Gusta Fucíková, la esposa de Fucik, prisionera en el campo de concentración de Ravenbrück al mismo tiempo que su marido estaba preso en Pankrác, consiguió sobrevivir y fue liberada en mayo de 1945. Para entonces ya sabía que Julius había sido condenado el 25 de agosto de 1943 y ejecutado el día 8 de septiembre del mismo año en Berlín. También le había llegado el rumor de que había escrito algo en la cárcel. A su salida, Gusta consiguió reunirse con Adolf Kolínsky, y reunir el manuscrito disperso de su marido, que se inicia de la siguiente manera:
“Praga, septiembre de 1945. Escrito en la cárcel de la Gestapo en Pankrác; durante la primavera de 1943.
Estar sentado en la posición de firme, con el cuerpo rígido, las manos pegadas a las rodillas, los ojos clavados hasta enceguecer en la amarillenta pared de esta cárcel del Palacio Petschek no es, en verdad, la postura más adecuada para reflexionar. Pero, ¿quién puede forzar al pensamiento a permanecer sentado en posición de firme?
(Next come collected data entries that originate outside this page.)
use anyhow::Context;
use clap::Parser;
use colored::*;
use repo_privatizer::app::{self, RunOutcome};
use repo_privatizer::cli::Cli;
use repo_privatizer::github::GitHubClient;
use repo_privatizer::prompt::TerminalPrompter;
use repo_privatizer::report;
use repo_privatizer::transport::ReqwestTransport;
use std::process::ExitCode;
use tracing::debug;
use tracing_subscriber::EnvFilter;

#[tokio::main]
async fn main() -> ExitCode {
    // Load .env file if it exists
    dotenv::dotenv().ok();

    let cli = Cli::parse();

    let default_level = if cli.verbose { "debug" } else { "warn" };
    tracing_subscriber::fmt()
        .with_env_filter(
            EnvFilter::try_from_default_env().unwrap_or_else(|_| EnvFilter::new(default_level)),
        )
        .with_writer(std::io::stderr)
        .init();

    // Prompts block the main thread, so the interrupt is watched from a
    // runtime worker instead of a select! alongside the run.
    tokio::spawn(async {
        if tokio::signal::ctrl_c().await.is_ok() {
            println!("\n\n{}", "👋 Operation cancelled by user".yellow());
            std::process::exit(0);
        }
    });

    report::print_banner();

    match run(cli).await {
        Ok(outcome) => {
            debug!("Finished with {:?}", outcome);
            ExitCode::SUCCESS
        }
        Err(e) => {
            eprintln!("{} {:#}", "❌".red(), e);
            ExitCode::FAILURE
        }
    }
}

async fn run(cli: Cli) -> anyhow::Result<RunOutcome> {
    let mut prompter = TerminalPrompter::new();

    let credentials = cli
        .credential_sources()
        .resolve(&mut prompter)
        .context("Could not obtain credentials")?;

    let transport = ReqwestTransport::new(&cli.api_url, &credentials.token)
        .context("Failed to build HTTP client")?;
    let client = GitHubClient::new(transport, credentials.username);

    let outcome = app::run(&client, &mut prompter, cli.mode()).await?;
    Ok(outcome)
}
Alguien, un día —quizá nunca sepamos quién ni cuándo— llamó a este cuarto del Palacio Petschek: la “sala de cine”. ¡Qué ideal tan genial! Una amplia sala, seis largos bancos, uno tras otro, ocupados por los cuerpos rígidos de los detenidos, y ante ellos un muro liso, como una pantalla cinematográfica. Todas las casas productoras del mundo no han llegado a hacer la cantidad de películas que sobre esta pared han proyectado los ojos de los detenidos en espera de un nuevo interrogatorio, de la tortura, de la muerte”.
Es uno de los comienzos literarios más poderosos y espeluznantes que se puedan armar con palabras normales. Las frases de Fucik delatan, nada más empezar, al periodista, veloz y capaz de transmitir con el lenguaje más sencillo una realidad terrible. Se trata del periodismo más puro y verídico, el que hace que el lector comprenda en lo más hondo el drama narrado. “Cien veces he sido aquí espectador de mi propia película, mil veces he seguido sus detalles. Ahora trataré de explicarla. Y si el nudo corredizo de la horca aprieta mi cuello antes de terminar, quedarán todavía millones de hombres para completarla con un happy end”.